I have a 209MB .txt file with about 95,000 lines that is automatically pushed to my server once a week to update some content on my website. The problem is I cannot allocate enough memory to process such a large file, so I want to break the large file into smaller files with 5,000 lines each.
I cannot use file() at all until the file is broken into smaller pi开发者_如何转开发eces, so I have been working with SplFileObject. But I have gotten nowhere with it. Here's some pseudocode of what I want to accomplish:
read the file contents
while there are still lines left to be read in the file
create a new file
write the next 5000 lines to this file
close this file
for each file created
run mysql update queries with the new content
delete all of the files that were created
The file is in csv format.
EDIT: Here is the solution for reading the file by line given the answers below:
function getLine($number) {
global $handle, $index;
$offset = $index[$number];
fseek($handle, $offset);
return explode("|",fgets($handle));
}
$handle = @fopen("content.txt", "r");
while (false !== ($line = fgets($handle))) {
$index[] = ftell($handle);
}
print_r(getLine(18437));
fclose($handle);
//MySQL Connection Stuff goes here
$handle = fopen('/path/to/bigfile.txt','r'); //open big file with fopen
$f = 1; //new file number
while(!feof($handle))
{
$newfile = fopen('/path/to/newfile' . $f . '.txt','w'); //create new file to write to with file number
for($i = 1; $i <= 5000; $i++) //for 5000 lines
{
$import = fgets($handle);
fwrite($newfile,$import);
if(feof($handle))
{break;} //If file ends, break loop
}
fclose($newfile);
//MySQL newfile insertion stuff goes here
$f++; //Increment newfile number
}
fclose($handle);
This should work, the big file should go through 5000 lines per file, and output files like newfile1.txt, newfile2.txt, etc., can be adjusted by the $i <= 5000
bit in the for loop.
Oh, I see, you want to do insertion on the data from the big file, not store the info about the files. Then just use fopen/fgets and insert until feof.
If your big file is in CSV format, I guess that you need to process it line by line and don't actually need to break it into smaller files. There should be no need to hold 5.000 or more lines in memory at once! To do that, simply use PHP's "low-level" file functions:
$fp = fopen("path/to/file", "r");
while (false !== ($line = fgets($fp))) {
// Process $line, e.g split it into values since it is CSV.

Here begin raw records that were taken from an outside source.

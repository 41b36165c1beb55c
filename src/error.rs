use thiserror::Error;

macro_rules! malformed_error {
    // Single string version
    ($msg:expr) => {
        crate::Error::Malformed {
            message: $msg.to_string(),
            file: file!(),
            line: line!(),
        }
    };

    // Format string with arguments version
    ($fmt:expr, $($arg:tt)*) => {
        crate::Error::Malformed {
            message: format!($fmt, $($arg)*),
            file: file!(),
            line: line!(),
        }
    };
}

/// The generic Error type, which provides coverage for all errors this library can potentially
/// return.
///
/// This enum covers all possible error conditions that can occur during snapshot file parsing
/// and heap analysis. Each variant provides specific context about the failure mode to enable
/// appropriate error handling.
///
/// Note that address lookups that miss are *not* errors: every index query in this crate
/// returns [`Option`] because a pointer into uncaptured memory is a routine outcome of
/// analyzing a heap snapshot. Likewise, a type whose declared field layout cannot be honored
/// against the captured bytes is reported through the
/// [`Diagnostics`](crate::snapshot::Diagnostics) sink rather than raised per instance.
///
/// # Error Categories
///
/// ## Snapshot File Errors
/// - [`Error::Malformed`] - Corrupted or invalid snapshot container structure
/// - [`Error::OutOfBounds`] - Attempted to read beyond buffer boundaries
/// - [`Error::NotSupported`] - Unsupported container version or feature
/// - [`Error::Empty`] - Empty input provided
///
/// ## I/O and Runtime Errors
/// - [`Error::FileError`] - Filesystem I/O errors
/// - [`Error::LockError`] - Thread synchronization failure in the job queue
///
/// # Examples
///
/// ```rust,no_run
/// use heapscope::{Error, snapshot::RawSnapshot};
/// use std::path::Path;
///
/// match RawSnapshot::from_file(Path::new("capture.heap")) {
///     Ok(raw) => {
///         println!("Successfully loaded snapshot");
///     }
///     Err(Error::NotSupported) => {
///         eprintln!("Snapshot container version is not supported");
///     }
///     Err(Error::Malformed { message, file, line }) => {
///         eprintln!("Malformed snapshot: {} ({}:{})", message, file, line);
///     }
///     Err(e) => {
///         eprintln!("Other error: {}", e);
///     }
/// }
/// ```
#[derive(Error, Debug)]
pub enum Error {
    /// The snapshot file is damaged and could not be parsed.
    ///
    /// This error indicates that the container structure is corrupted or doesn't
    /// conform to the expected snapshot format. The error includes the source
    /// location where the malformation was detected for debugging purposes.
    ///
    /// # Fields
    ///
    /// * `message` - Detailed description of what was malformed
    /// * `file` - Source file where the error was detected
    /// * `line` - Source line where the error was detected
    #[error("Malformed - {file}:{line}: {message}")]
    Malformed {
        /// The message to be printed for the Malformed error
        message: String,
        /// The source file in which this error occured
        file: &'static str,
        /// The source line in which this error occured
        line: u32,
    },

    /// An out of bound access was attempted while parsing the file.
    ///
    /// This error occurs when trying to read data beyond the end of the
    /// snapshot buffer. It's a safety check to prevent buffer overruns when
    /// a capture is truncated.
    #[error("Out of Bound read would have occurred!")]
    OutOfBounds,

    /// This snapshot version is not supported.
    ///
    /// Indicates that the input file is not a supported snapshot container,
    /// or uses a format version that is not yet implemented in this library.
    #[error("This snapshot version is not supported")]
    NotSupported,

    /// Provided input was empty.
    ///
    /// This error occurs when an empty file or buffer is provided where
    /// actual snapshot data was expected.
    #[error("Provided input was empty")]
    Empty,

    /// File I/O error.
    ///
    /// Wraps standard I/O errors that can occur during file operations
    /// such as reading from disk, permission issues, or filesystem errors.
    #[error("{0}")]
    FileError(#[from] std::io::Error),

    /// Generic error for miscellaneous failures.
    ///
    /// Used for errors that don't fit into other categories, such as a
    /// failed memory mapping.
    #[error("{0}")]
    Error(String),

    /// Failed to lock target.
    ///
    /// This error occurs when thread synchronization fails, typically when
    /// the analysis job queue's mutex was poisoned by a panicking job.
    #[error("Failed to lock target")]
    LockError,
}
impl Snapshot {
    /// Load, decode and analyze a snapshot file.
    ///
    /// Convenience for [`RawSnapshot::from_file`] followed by
    /// [`Snapshot::initialize`].
    ///
    /// # Errors
    /// Any error of the two underlying steps.
    pub fn from_file(path: &Path) -> Result<Snapshot> {
        Snapshot::initialize(RawSnapshot::from_file(path)?)
    }

    /// Validate a raw capture and build every derived index.
    ///
    /// This performs, in order: VM constant validation, section ordering and
    /// overlap checks, entity cross-index validation, address index
    /// construction, GC handle and native-object cross-link resolution, static
    /// field enumeration, and the forward/reverse connection scan.
    ///
    /// Structural corruption is reported here as a single fatal error;
    /// per-object layout trouble found later degrades gracefully through the
    /// diagnostics sink instead.
    ///
    /// # Errors
    /// Returns [`crate::Error::Malformed`] when the capture's structure is
    /// inconsistent (overlapping sections, out-of-range indices, bad VM
    /// constants).
    pub fn initialize(raw: RawSnapshot) -> Result<Snapshot> {
        let RawSnapshot {
            vm,
            mut sections,
            managed_types,
            native_types,
            mut native_objects,
            gc_handle_targets,
            mut managed_objects,
        } = raw;

        vm.validate()?;
        sections.sort_by_key(|s| s.start_address);
        validate_sections(&sections)?;
        validate_type_table(&managed_types)?;
        validate_native_links(&native_types, &native_objects)?;

        for object in &managed_objects {
            if object.managed_type.index() >= managed_types.len() {
                return Err(malformed_error!(
                    "Managed object at 0x{:x} references type {} of {}",
                    object.address,
                    object.managed_type,
                    managed_types.len()
                ));
            }
        }

        let diagnostics = Diagnostics::new();

        let object_addresses: Vec<u64> = managed_objects.iter().map(|o| o.address).collect();
        let native_addresses: Vec<u64> = native_objects.iter().map(|o| o.address).collect();
        let type_infos: Vec<u64> = managed_types.iter().map(|t| t.type_info_address).collect();
        let index = AddressIndex::build(
            &gc_handle_targets,
            &object_addresses,
            &native_addresses,
            &sections,
            &type_infos,
        );

        // GC handle resolution; when several handles pin one object, the first
        // handle wins the object-side back link.
        let gc_handles: Vec<GcHandle> = gc_handle_targets
            .iter()
            .map(|&target_address| GcHandle {
                target_address,
                managed_object: index.find_managed_object(target_address),
            })
            .collect();
        for (handle_index, handle) in gc_handles.iter().enumerate() {
            if let Some(object_index) = handle.managed_object {
                let object = &mut managed_objects[object_index.index()];
                if object.gc_handle.is_none() {
                    object.gc_handle =
                        Some(entities::GcHandleIndex::new(handle_index as u32));
                }
            }
        }

        // Managed <-> native pairing through the cached pointer field.
        {
            let reader = MemoryReader::heap(&vm, &sections, &managed_types, &index, &diagnostics);
            let pairings: Vec<Option<NativeObjectIndex>> = managed_objects
                .iter()
                .map(|object| {
                    let pointer = cached_native_pointer(&managed_types, &reader, object)?;
                    index.find_native_object(pointer)
                })
                .collect();

            for (object_index, native_index) in pairings.into_iter().enumerate() {
                let Some(native_index) = native_index else {
                    continue;
                };
                managed_objects[object_index].native_object = Some(native_index);
                let native = &mut native_objects[native_index.index()];
                if native.managed_object.is_none() {
                    native.managed_object =
                        Some(ManagedObjectIndex::new(object_index as u32));
                }
            }
        }

        // Static field slots live in their type's static blob; types without an
        // initialized blob contribute none.
        let mut static_fields = Vec::new();
        for (type_index, ty) in managed_types.iter().enumerate() {
            if ty.static_field_bytes.is_empty() {
                continue;
            }
            for (field_index, field) in ty.fields.iter().enumerate() {
                if field.is_static {
                    static_fields.push(StaticField {
                        class_type: ManagedTypeIndex::new(type_index as u32),
                        field_index: field_index as u32,
                    });
                }
            }
        }

        let core = SnapshotCore {
            vm,
            sections,
            managed_types,
            native_types,
            gc_handles,
            managed_objects,
            native_objects,
            static_fields,
            index,
            diagnostics,
        };

        let connections = ConnectionIndex::build(&core);
        let script_type_names = resolve_script_type_names(&core);

        Ok(Snapshot {
            core,
            connections,
            script_type_names,
        })
    }

    /// Global VM layout constants of the capture.
    #[must_use]
    pub fn vm(&self) -> &VirtualMachineInfo {
        &self.core.vm
    }

    /// Captured heap sections, ascending by start address.
    #[must_use]
    pub fn sections(&self) -> &[MemorySection] {
        &self.core.sections
    }

    /// The managed type table.
    #[must_use]
    pub fn managed_types(&self) -> &[ManagedType] {
        &self.core.managed_types
    }

    /// One managed type, when the index is in range.
    #[must_use]
    pub fn managed_type(&self, index: ManagedTypeIndex) -> Option<&ManagedType> {
        self.core.managed_types.get(index.index())
    }

    /// The native type table.
    #[must_use]
    pub fn native_types(&self) -> &[NativeType] {
        &self.core.native_types
    }

    /// All GC handles with resolved targets.
    #[must_use]
    pub fn gc_handles(&self) -> &[GcHandle] {
        &self.core.gc_handles
    }

    /// All managed objects with resolved cross-links.
    #[must_use]
    pub fn managed_objects(&self) -> &[ManagedObject] {
        &self.core.managed_objects
    }

    /// One managed object, when the index is in range.
    #[must_use]
    pub fn managed_object(&self, index: ManagedObjectIndex) -> Option<&ManagedObject> {
        self.core.managed_objects.get(index.index())
    }

    /// All native objects with resolved cross-links.
    #[must_use]
    pub fn native_objects(&self) -> &[NativeObject] {
        &self.core.native_objects
    }

    /// All static field slots, enumerated from the type table.
    #[must_use]
    pub fn static_fields(&self) -> &[StaticField] {
        &self.core.static_fields
    }

    /// The per-category address index.
    #[must_use]
    pub fn address_index(&self) -> &AddressIndex {
        &self.core.index
    }

    /// The diagnostics collected during initialize and analysis.
    #[must_use]
    pub fn diagnostics(&self) -> &Diagnostics {
        &self.core.diagnostics
    }

    /// A decoder over the captured heap sections.
    #[must_use]
    pub fn reader(&self) -> MemoryReader<'_> {
        self.core.reader()
    }

    /// A decoder over `type_index`'s static field blob.
    ///
    /// Addresses passed to the returned reader index the blob directly, matching
    /// static field offsets.
    #[must_use]
    pub fn static_reader(&self, type_index: ManagedTypeIndex) -> Option<MemoryReader<'_>> {
        self.core.static_reader(type_index)
    }

    /// The outgoing and incoming connections of an entity.
    ///
    /// Served from the precomputed forward and reverse adjacency built during
    /// initialize; no per-query scanning.
    #[must_use]
    pub fn connections_of(&self, entity: EntityRef) -> ConnectionSet<'_> {
        self.connections.connections_of(entity)
    }

    /// All managed objects whose address falls inside the given section, in
    /// ascending address order.
    ///
    /// This is the occupancy view of a section; sections deliberately do not
    /// participate in [`Snapshot::connections_of`].
    #[must_use]
    pub fn objects_in_section(&self, section: SectionIndex) -> Vec<ManagedObjectIndex> {
        let Some(section) = self.core.sections.get(section.index()) else {
            return Vec::new();
        };
        self.core
            .index
            .managed_objects_in_range(section.start_address, section.end_address())
    }

    /// The shortest reference path from `start` back to a GC root.
    ///
    /// See [`crate::analysis::roots`] for the search semantics. Returns `None`
    /// when no root is reachable, which is a legitimate terminal state.
    #[must_use]
    pub fn shortest_path_to_root(&self, start: EntityRef) -> Option<RootPath> {
        roots::shortest_path_to_root(self, start)
    }

    /// Group reference-type managed objects by structural content hash.
    ///
    /// See [`crate::analysis::duplicates`]. The optional `stop` flag is checked
    /// cooperatively once per object.
    #[must_use]
    pub fn find_duplicates(&self, stop: Option<&AtomicBool>) -> DuplicateReport {
        duplicates::find_duplicates(self, stop)
    }

    /// Enumerate the immediate child fields of a (type, address) target.
    ///
    /// See [`crate::analysis::expansion`]. Pure and idempotent: identical
    /// targets produce identical descriptor lists.
    #[must_use]
    pub fn children(&self, target: &FieldTarget) -> Vec<ChildDescriptor> {
        expansion::children(self, target)
    }

    /// The display type name of a native object.
    ///
    /// For script-backed native types (`MonoBehaviour`, `ScriptableObject`) this
    /// is the backing script's class name resolved from the managed pair; for
    /// everything else it is the native type's own name.
    #[must_use]
    pub fn display_type_name(&self, index: NativeObjectIndex) -> Option<&str> {
        let native = self.core.native_objects.get(index.index())?;

        if let Some(Some(script)) = self.script_type_names.get(index.index()) {
            return Some(script.as_str());
        }

        self.core
            .native_types
            .get(native.native_type.index())
            .map(|t| t.name.as_str())
    }
}
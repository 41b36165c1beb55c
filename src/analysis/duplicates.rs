//! Duplicate object detection by structural content hash.
//!
//! A single linear pass hashes every reference-type managed object and buckets
//! them by [`ContentHash`]. Objects whose in-scope bytes are identical land in
//! the same bucket; buckets with at least two members are duplicate groups. All
//! but one instance per group could theoretically be interned or shared, so the
//! report prices each group at `(members - 1) × object size` of wasted memory.
//!
//! Value types and primitives are deliberately excluded: only reference types
//! are independently allocated, so only they are actionable as duplicates. The
//! restriction mirrors the capture tooling this format derives from.
//!
//! The hash pass is the most expensive whole-heap analysis in the crate; it runs
//! in parallel and honors a cooperative stop flag checked once per object.
//! Objects whose type layout cannot be resolved are skipped and surfaced as one
//! aggregated diagnostic, never as per-object errors.

use std::collections::HashMap;
use std::sync::atomic::{AtomicBool, Ordering};

use rayon::prelude::*;

use crate::{
    heap::hash::ContentHash,
    snapshot::{
        diagnostics::DiagnosticCategory,
        entities::{ManagedObjectIndex, ManagedTypeIndex},
        Snapshot,
    },
};

/// A set of structurally identical reference-type objects.
#[derive(Debug, Clone)]
pub struct DuplicateGroup {
    /// The shared content hash.
    pub hash: ContentHash,
    /// Members in entity-array order; always at least two.
    pub objects: Vec<ManagedObjectIndex>,
    /// The shared type of all members.
    pub managed_type: ManagedTypeIndex,
    /// Bytes of one member.
    pub object_size: u64,
    /// `(members - 1) × object_size`.
    pub wasted_bytes: u64,
}

/// Result of a duplicate scan.
#[derive(Debug, Clone, Default)]
pub struct DuplicateReport {
    /// Duplicate groups, largest waste first; ties in entity-array order.
    pub groups: Vec<DuplicateGroup>,
    /// Sum of wasted bytes over all groups.
    pub total_wasted_bytes: u64,
    /// Objects skipped because their layout could not be resolved.
    pub skipped_objects: usize,
    /// Whether the scan was cut short by the stop flag.
    pub stopped: bool,
}

/// Scan all managed objects and group structural duplicates.
///
/// `stop` is advisory: it is checked once per object, and a stopped scan
/// returns the (incomplete) groups found so far with
/// [`DuplicateReport::stopped`] set.
#[must_use]
pub fn find_duplicates(snapshot: &Snapshot, stop: Option<&AtomicBool>) -> DuplicateReport {
    let reader = snapshot.reader();
    let types = snapshot.managed_types();

    // Hash in parallel, collect in entity-array order so grouping stays
    // deterministic. None entries are objects that were filtered or skipped.
    let hashes: Vec<Option<(ManagedObjectIndex, ContentHash)>> = snapshot
        .managed_objects()
        .par_iter()
        .enumerate()
        .map(|(index, object)| {
            if stop.is_some_and(|s| s.load(Ordering::Relaxed)) {
                return None;
            }
            if object.address == 0 {
                return None;
            }

            let ty = types.get(object.managed_type.index())?;
            if ty.is_value_type() || ty.is_primitive() {
                return None;
            }

            reader
                .compute_object_hash(object.address, object.managed_type)
                .map(|hash| (ManagedObjectIndex::new(index as u32), hash))
        })
        .collect();

    let stopped = stop.is_some_and(|s| s.load(Ordering::Relaxed));

    let mut eligible = 0_usize;
    let mut buckets: HashMap<ContentHash, Vec<ManagedObjectIndex>> = HashMap::new();
    for entry in hashes.into_iter().flatten() {
        let (index, hash) = entry;
        eligible += 1;
        buckets.entry(hash).or_default().push(index);
    }

    // Everything reference-typed that produced no hash was skipped for layout
    // reasons; report the aggregate once.
    let reference_typed = snapshot
        .managed_objects()
        .iter()
        .filter(|object| {
            object.address != 0
                && types
                    .get(object.managed_type.index())
                    .is_some_and(|t| !t.is_value_type() && !t.is_primitive())
        })
        .count();
    let skipped_objects = if stopped {
        0
    } else {
        reference_typed - eligible
    };
    if skipped_objects > 0 {
        snapshot.diagnostics().warning(
            DiagnosticCategory::Object,
            format!("{skipped_objects} objects skipped during duplicate scan (unresolvable layout)"),
        );
    }

    let mut groups: Vec<DuplicateGroup> = buckets
        .into_iter()
        .filter(|(_, objects)| objects.len() >= 2)
        .map(|(hash, objects)| {
            let first = &snapshot.managed_objects()[objects[0].index()];
            let object_size = u64::from(first.size.unwrap_or(0)).max(
                reader
                    .read_object_size(first.address, first.managed_type)
                    .unwrap_or(0),
            );
            let wasted_bytes = (objects.len() as u64 - 1) * object_size;

            DuplicateGroup {
                hash,
                managed_type: first.managed_type,
                object_size,
                wasted_bytes,
                objects,
            }
        })
        .collect();

    groups.sort_by(|a, b| {
        b.wasted_bytes
            .cmp(&a.wasted_bytes)
            .then_with(|| a.objects[0].cmp(&b.objects[0]))
    });

    let total_wasted_bytes = groups.iter().map(|g| g.wasted_bytes).sum();

    DuplicateReport {
        groups,
        total_wasted_bytes,
        skipped_objects,
        stopped,
    }
}

#[cfg(test)]
mod tests {
    use super::*;
    use crate::test::fixtures::{SectionWriter, SnapshotBuilder, TypeTableBuilder};

    /// Ten objects with value (1,1,1) and one outlier (2,1,1); `Vec3` here is a
    /// reference type carrying three floats.
    fn vec3_snapshot() -> (Snapshot, crate::snapshot::entities::ManagedTypeIndex) {
        let mut builder = TypeTableBuilder::new();
        let single = builder.primitive("System.Single");
        let vec3 = builder.class(
            "Vec3",
            &[
                ("x", 16, single, false),
                ("y", 20, single, false),
                ("z", 24, single, false),
            ],
        );
        builder.set_size(vec3, 28);
        let types = builder.build();

        let mut section = SectionWriter::new(0x1000);
        let mut snapshot = SnapshotBuilder::new(types);

        for i in 0..10_u64 {
            let base = i as usize * 0x100;
            section.put_f32(base + 16, 1.0);
            section.put_f32(base + 20, 1.0);
            section.put_f32(base + 24, 1.0);
        }
        let outlier_base = 10 * 0x100;
        section.put_f32(outlier_base + 16, 2.0);
        section.put_f32(outlier_base + 20, 1.0);
        section.put_f32(outlier_base + 24, 1.0);

        snapshot.section(section.finish());
        for i in 0..11_u64 {
            snapshot.sized_object(0x1000 + i * 0x100, vec3, 28);
        }

        (snapshot.build(), vec3)
    }

    #[test]
    fn groups_identical_objects_and_excludes_outlier() {
        let (snapshot, vec3) = vec3_snapshot();
        let report = snapshot.find_duplicates(None);

        assert_eq!(report.groups.len(), 1);
        let group = &report.groups[0];
        assert_eq!(group.objects.len(), 10);
        assert_eq!(group.managed_type, vec3);
        assert!(!group
            .objects
            .contains(&ManagedObjectIndex::new(10)), "outlier excluded");

        // Nine redundant copies of 28 bytes
        assert_eq!(group.object_size, 28);
        assert_eq!(group.wasted_bytes, 9 * 28);
        assert_eq!(report.total_wasted_bytes, 9 * 28);
        assert!(!report.stopped);
    }

    #[test]
    fn singleton_buckets_are_discarded() {
        let mut builder = TypeTableBuilder::new();
        let int32 = builder.primitive("System.Int32");
        let foo = builder.class("Foo", &[("x", 16, int32, false)]);
        let types = builder.build();

        let mut section = SectionWriter::new(0x1000);
        section.put_i32(16, 1);
        section.put_i32(0x100 + 16, 2);

        let mut snapshot = SnapshotBuilder::new(types);
        snapshot.section(section.finish());
        snapshot.object(0x1000, foo);
        snapshot.object(0x1100, foo);
        let snapshot = snapshot.build();

        let report = snapshot.find_duplicates(None);
        assert!(report.groups.is_empty());
        assert_eq!(report.total_wasted_bytes, 0);
    }

    #[test]
    fn value_types_and_primitives_are_excluded() {
        let mut builder = TypeTableBuilder::new();
        let single = builder.primitive("System.Single");
        let vec3_struct = builder.value_type(
            "Vec3Struct",
            &[("x", 16, single, false), ("y", 20, single, false)],
        );
        let types = builder.build();

        let mut section = SectionWriter::new(0x1000);
        for base in [0_usize, 0x100] {
            section.put_f32(base + 16, 1.0);
            section.put_f32(base + 20, 1.0);
        }

        let mut snapshot = SnapshotBuilder::new(types);
        snapshot.section(section.finish());
        snapshot.object(0x1000, vec3_struct);
        snapshot.object(0x1100, vec3_struct);
        let snapshot = snapshot.build();

        let report = snapshot.find_duplicates(None);
        assert!(
            report.groups.is_empty(),
            "boxed value types do not participate in duplicate detection"
        );
    }

    #[test]
    fn objects_of_different_types_never_share_a_group() {
        let mut builder = TypeTableBuilder::new();
        let int32 = builder.primitive("System.Int32");
        let foo = builder.class("Foo", &[("x", 16, int32, false)]);
        let bar = builder.class("Bar", &[("x", 16, int32, false)]);
        let types = builder.build();

        let mut section = SectionWriter::new(0x1000);
        for base in [0_usize, 0x100, 0x200, 0x300] {
            section.put_i32(base + 16, 5);
        }

        let mut snapshot = SnapshotBuilder::new(types);
        snapshot.section(section.finish());
        snapshot.object(0x1000, foo);
        snapshot.object(0x1100, foo);
        snapshot.object(0x1200, bar);
        snapshot.object(0x1300, bar);
        let snapshot = snapshot.build();

        let report = snapshot.find_duplicates(None);
        assert_eq!(report.groups.len(), 2);
        for group in &report.groups {
            let first_type = snapshot.managed_objects()[group.objects[0].index()].managed_type;
            assert!(group
                .objects
                .iter()
                .all(|o| snapshot.managed_objects()[o.index()].managed_type == first_type));
        }
    }

    #[test]
    fn unresolvable_objects_are_skipped_with_aggregate_diagnostic() {
        let mut builder = TypeTableBuilder::new();
        let int32 = builder.primitive("System.Int32");
        // Layout reads far past the captured section
        let broken = builder.class("Broken", &[("x", 0x8000, int32, false)]);
        let ok = builder.class("Ok", &[("x", 16, int32, false)]);
        let types = builder.build();

        let mut section = SectionWriter::new(0x1000);
        section.put_i32(16, 5);
        section.put_i32(0x100 + 16, 5);

        let mut snapshot = SnapshotBuilder::new(types);
        snapshot.section(section.finish());
        snapshot.object(0x1000, ok);
        snapshot.object(0x1100, ok);
        snapshot.object(0x1000, broken);
        snapshot.object(0x1100, broken);
        let snapshot = snapshot.build();

        let before = snapshot.diagnostics().len();
        let report = snapshot.find_duplicates(None);

        assert_eq!(report.groups.len(), 1, "healthy type still grouped");
        assert_eq!(report.skipped_objects, 2);
        assert!(snapshot.diagnostics().len() > before);
    }

    #[test]
    fn stop_flag_short_circuits() {
        let (snapshot, _) = vec3_snapshot();
        let stop = AtomicBool::new(true);

        let report = snapshot.find_duplicates(Some(&stop));
        assert!(report.stopped);
        assert!(report.groups.is_empty());
    }
}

$values = explode(",", $line);
// Do stuff: Run MySQL updates, ...
}
fclose($fp);
If you need random-access, e.g. read a line by line number, you could create a "line index" for your file:
$fp = fopen("path/to/file", "r");
$index = array(0);
while (false !== ($line = fgets($fp))) {
$index[] = ftell($fp); // get the current byte offset
}
Now $index
maps line numbers to byte offsets and you can navigate to a line by using fseek()
:
function get_line($number)
{
global $fp, $index;
$offset = $index[$number];
fseek($fp, $offset);
return fgets($fp);
}
$line10 = get_line(10);
// ... Once you are done:
fclose($fp);
Note that I started line counting at 0, unlike text editors.
This should do the trick for you, I don't have a very large text file, but I tested with a file that is 1300 lines long and it split the file into 3 files:
// Store the line no:
$i = 0;
// Store the output file no:
$file_count = 1;
// Create a handle for the input file:
$input_handle = fopen('test.txt', "r") or die("Can't open output file.");
// Create an output file:
$output_handle = fopen('test-'.$file_count.'.txt', "w") or die("Can't open output file.");
// Loop through the file until you get to the end:
while (!feof($input_handle))
{
// Read from the file:
$buffer = fgets($input_handle);
// Write the read data from the input file to the output file:
fwrite($output_handle, $buffer);
// Increment the line no:
$i++;
// If on the 5000th line:
if ($i==5000)
{
// Reset the line no:
$i=0;
// Close the output file:
fclose($output_handle);
// Increment the output file count:
$file_count++;
// Create the next output file:
$output_handle = fopen('test-'.$file_count.'.txt', "w") or die("Can't open output file.");
}
}
// Close the input file:
fclose($input_handle);
// Close the output file:
fclose($output_handle);
The problem you may now find is the execution time is too long for the script when you are talking about a 200+mb file.
You can use fgets
to read line by line.
You'll need to create a function to put the read contents to a new file. Example:
function load(startLine) {
read the original file from a point startline
puts the content into new file
}
After this, you can call this function recursively to pass startline
on the function in each cicle of reading.
If this is running on a linux server simply have php make the command line execute the following:
split -l 5000 -a 4 test.txt out
Then glob the results for file names which you can fopen on.
I think your algo is awkward, it looks like you're breaking up files for no reason. If you simply fopen the initial data file and read it line-by-line you can still preform the mysql insertion, then just remove the file.